In December of 2018, the Australian Government passed new laws that put our cyber security and privacy at risk. The Government self-admittedly rushed approval of the law, without concern to the negative impacts it may have on Australians and the world of cyber security.

Importantly, the law itself is vague in parts and there is no current oversight or supervision against potential abuse of the new powers.

What is encryption and why is it important?

Encryption is the scrambling of messages and information so that it can not be read other than by someone with the correct decryption key. In modern messaging platforms (Facebook, WhatsApp, Viber etc) the encryption is end-to-end. This means that the only people with the correct decryption key are the intended parties of the messages.

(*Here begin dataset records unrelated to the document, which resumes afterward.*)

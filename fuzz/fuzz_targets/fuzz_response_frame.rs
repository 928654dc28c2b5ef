#![no_main]
use libfuzzer_sys::fuzz_target;
use mbpoll::pdu::Framing;
use mbpoll::response::{extract_pdu, validate_pdu};

fuzz_target!(|data: &[u8]| {
    if let Ok(pdu) = extract_pdu(Framing::Tcp, data) {
        let _ = validate_pdu(&pdu, 1, 3, false, None);
    }
    if let Ok(pdu) = extract_pdu(Framing::Rtu, data) {
        let _ = validate_pdu(&pdu, 1, 3, false, None);
    }
});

If Joe Blob sends a message to Laura Smith, only Joe and Laura can read that message; Facebook, or whichever messaging platform they use, would be unable to see the unencrypted message. This allows for each party to maintain their privacy.

So how can the Government read my messages?

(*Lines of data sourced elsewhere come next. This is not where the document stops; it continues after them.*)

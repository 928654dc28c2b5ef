//! Error taxonomy for the poll engine and its supporting components.
//!
//! Internally every fallible operation returns [`ModbusError`], an
//! exhaustively-matched enum. At the two public boundaries (request
//! construction and the poll engine's return value) a [`ModbusError`] is
//! converted to an [`ErrorRecord`] — the `("Err", code, description)` triple
//! that external callers discriminate on, matching the closed error table.

use crate::constants::*;
use std::fmt;

/// Errors produced while validating, framing, or polling.
#[derive(Debug, thiserror::Error, Clone, PartialEq)]
pub enum ModbusError {
    #[error("invalid function code {code}")]
    InvalidFunction { code: u16 },

    #[error("invalid register address or count: {message}")]
    InvalidAddress { message: String },

    #[error("invalid value: {message}")]
    InvalidValue { message: String },

    #[error("invalid device id {id}")]
    InvalidDeviceId { id: u16 },

    #[error("cannot establish TCP connection: {message}")]
    TcpConnectFailed { message: String },

    #[error("no response within timeout window")]
    CommTimeout,

    #[error("invalid IP address or serial port spec: {spec}")]
    InvalidTargetSpec { spec: String },

    #[error("invalid data type token {token:?}")]
    InvalidDataType { token: String },

    #[error("zero-based register lookup went negative")]
    InvalidRegisterLookup,

    #[error("invalid CSV file name {name:?}")]
    InvalidFileName { name: String },

    #[error("cannot open CSV sink: {message}")]
    CannotOpenSink { message: String },

    #[error("unexpected return or socket closed")]
    UnexpectedReturn,

    #[error("user cancelled the poll")]
    UserCancelled,

    #[error("TCP MBAP length mismatch")]
    TcpLengthMismatch,

    #[error("Modbus message length mismatch")]
    MessageLengthMismatch,

    #[error("unexpected function code {got} in response (expected {expected})")]
    UnexpectedFunction { expected: u8, got: u8 },

    #[error("unexpected device id {got} in response (expected {expected})")]
    UnexpectedDeviceId { expected: u8, got: u8 },

    #[error("write echo PDU does not match the request")]
    WriteEchoMismatch,

    #[error("multiple polls requested with a write command")]
    MultiPollWithWrite,

    #[error("CRC mismatch in RTU response")]
    CrcMismatch,

    #[error("unknown error code {code} reported by remote device")]
    UnknownRemoteCode { code: u16 },

    #[error("cannot open serial port within timeout")]
    SerialOpenTimeout,

    #[error("invalid GPIO pin {pin:?}")]
    InvalidGpioPin { pin: String },

    /// A Modbus exception reported by the remote device (codes 1-11).
    #[error("Modbus exception {code}: {message}")]
    RemoteException { code: u8, message: String },

    /// A gateway-specific passthrough code (224-228).
    #[error("gateway passthrough code {code}")]
    GatewayPassthrough { code: u16 },
}

impl ModbusError {
    /// Numeric code from the closed taxonomy in the external interfaces table.
    pub fn code(&self) -> u16 {
        match self {
            ModbusError::InvalidFunction { .. } => ERR_INVALID_FUNCTION,
            ModbusError::InvalidAddress { .. } => ERR_INVALID_ADDRESS,
            ModbusError::InvalidValue { .. } => ERR_INVALID_VALUE,
            ModbusError::InvalidDeviceId { .. } => ERR_INVALID_DEVICE_ID,
            ModbusError::TcpConnectFailed { .. } => ERR_TCP_CONNECT_FAILED,
            ModbusError::CommTimeout => ERR_COMM_TIMEOUT,
            ModbusError::InvalidTargetSpec { .. } => ERR_INVALID_TARGET_SPEC,
            ModbusError::InvalidDataType { .. } => ERR_INVALID_DATA_TYPE,
            ModbusError::InvalidRegisterLookup => ERR_INVALID_REGISTER_LOOKUP,
            ModbusError::InvalidFileName { .. } => ERR_INVALID_FILE_NAME,
            ModbusError::CannotOpenSink { .. } => ERR_CANNOT_OPEN_SINK,
            ModbusError::UnexpectedReturn => ERR_UNEXPECTED_RETURN,
            ModbusError::UserCancelled => ERR_USER_CANCELLED,
            ModbusError::TcpLengthMismatch => ERR_TCP_LENGTH_MISMATCH,
            ModbusError::MessageLengthMismatch => ERR_MESSAGE_LENGTH_MISMATCH,
            ModbusError::UnexpectedFunction { .. } => ERR_UNEXPECTED_FUNCTION,
            ModbusError::UnexpectedDeviceId { .. } => ERR_UNEXPECTED_DEVICE_ID,
            ModbusError::WriteEchoMismatch => ERR_UNEXPECTED_DEVICE_ID,
            ModbusError::MultiPollWithWrite => ERR_MULTI_POLL_WITH_WRITE,
            ModbusError::CrcMismatch => ERR_CRC_MISMATCH,
            ModbusError::UnknownRemoteCode { code } => *code,
            ModbusError::SerialOpenTimeout => ERR_SERIAL_OPEN_TIMEOUT,
            ModbusError::InvalidGpioPin { .. } => ERR_INVALID_GPIO_PIN,
            ModbusError::RemoteException { code, .. } => *code as u16,
            ModbusError::GatewayPassthrough { code } => *code,
        }
    }

    /// True for errors that must break the current connection/poll loop
    /// rather than simply being recorded and retried on the next poll.
    pub fn is_fatal(&self) -> bool {
        matches!(
            self,
            ModbusError::UnexpectedReturn
                | ModbusError::TcpLengthMismatch
                | ModbusError::TcpConnectFailed { .. }
                | ModbusError::SerialOpenTimeout
                | ModbusError::UserCancelled
        )
    }

    /// Convert to the wire-level `("Err", code, description)` triple.
    pub fn into_record(self) -> ErrorRecord {
        let code = self.code();
        let description = self.to_string();
        ErrorRecord { code, description }
    }
}

/// The `("Err", code, description)` triple external callers discriminate on.
#[derive(Debug, Clone, PartialEq)]
pub struct ErrorRecord {
    pub code: u16,
    pub description: String,
}

impl fmt::Display for ErrorRecord {
    fn fmt(&self, f: &mut fmt::Formatter<'_>) -> fmt::Result {
        write!(f, "Err({}, {})", self.code, self.description)
    }
}

impl From<ModbusError> for ErrorRecord {
    fn from(err: ModbusError) -> Self {
        err.into_record()
    }
}

/// Result alias used throughout the crate.
pub type ModbusResult<T> = Result<T, ModbusError>;

#[cfg(test)]
mod tests {
    use super::*;

    #[test]
    fn code_matches_taxonomy() {
        assert_eq!(ModbusError::InvalidFunction { code: 99 }.code(), 1);
        assert_eq!(ModbusError::CommTimeout.code(), 87);
        assert_eq!(ModbusError::CrcMismatch.code(), 113);
        assert_eq!(ModbusError::InvalidGpioPin { pin: "X".into() }.code(), 116);
    }

    #[test]
    fn fatal_set_matches_framing_rules() {
        assert!(ModbusError::UnexpectedReturn.is_fatal());
        assert!(ModbusError::TcpLengthMismatch.is_fatal());
        assert!(!ModbusError::CommTimeout.is_fatal());
        assert!(!ModbusError::CrcMismatch.is_fatal());
        assert!(!ModbusError::UnexpectedFunction { expected: 3, got: 4 }.is_fatal());
    }

    #[test]
    fn into_record_round_trips_code() {
        let record: ErrorRecord = ModbusError::CrcMismatch.into();
        assert_eq!(record.code, 113);
        assert!(record.description.contains("CRC"));
    }
}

Government agencies have previously told the public that 90% of communications they intercept are encrypted and unable to be read. The recently passed legislation intends to counter this by gaining access to communications that aren’t in their encrypted stage: before or after encryption.

Agencies wanting to read messages before they are encrypted can be likened to having somebody else (Government) looking over your shoulder as you write a letter, before you put the letter away in a ‘secure’ envelope.

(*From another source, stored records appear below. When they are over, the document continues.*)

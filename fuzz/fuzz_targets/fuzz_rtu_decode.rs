#![no_main]
use arbitrary::Arbitrary;
use libfuzzer_sys::fuzz_target;
use mbpoll::codec::{decode_registers, DecodeOptions};
use mbpoll::value::DataType;

#[derive(Arbitrary, Debug)]
struct Input {
    payload: Vec<u8>,
    func: u8,
    byte_swap: bool,
    word_swap: bool,
    raw_bytes: bool,
    num_vals: u16,
    data_type_index: u8,
}

const DATA_TYPES: &[DataType] = &[
    DataType::Uint16,
    DataType::Sint16,
    DataType::Sm1k16,
    DataType::Sm10k16,
    DataType::Uint32,
    DataType::Sint32,
    DataType::Float,
    DataType::Um1k32,
    DataType::Sm1k32,
    DataType::Uint48,
    DataType::Sint48,
    DataType::Uint64,
    DataType::Sint64,
    DataType::Dbl,
    DataType::Engy,
];

fuzz_target!(|input: Input| {
    let data_type = DATA_TYPES[input.data_type_index as usize % DATA_TYPES.len()];
    let opts = DecodeOptions {
        byte_swap: input.byte_swap,
        word_swap: input.word_swap,
        raw_bytes: input.raw_bytes,
    };
    // Must never panic regardless of payload length or requested width.
    let _ = decode_registers(&input.payload, input.func, data_type, opts, input.num_vals as usize);
});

Their other method relies on communications being accessed after they have been sent and received. Agencies intend to be able to read decrypted information and messages with the assistance of cyber companies.

How can they gain access to my messages?

The Government and / or security agencies now have the power to issue notices under any of 3 increasingly demanding categories. The notices may be issued to cyber companies that may include social media (Facebook, Instagram, Snapchat etc), messaging services (Whatsapp, Viber etc) and telcos (Telstra, Optus, Vodafone etc).

They may ask for voluntary assistance. This step allows cyber companies to grant access to the requesting agency to read unencrypted messages. Companies are not compelled to comply but if they do, they are not liable to any breach of privacy.

The second option is to request mandatory assistance. Cyber companies must then provide the requesting agency with access to the requested messages. Agencies can enforce these notices with severe fines if companies do not comply.

The third notice compels companies to ensure their systems have the capability to allow access to agents at a future time. Companies must then ensure that if they are issued one of the previous notices, they are ready and capable of providing the requested assistance. This level of power is a particular threat to the people of Australia as it potentially interferes and exposes methods of cyber security.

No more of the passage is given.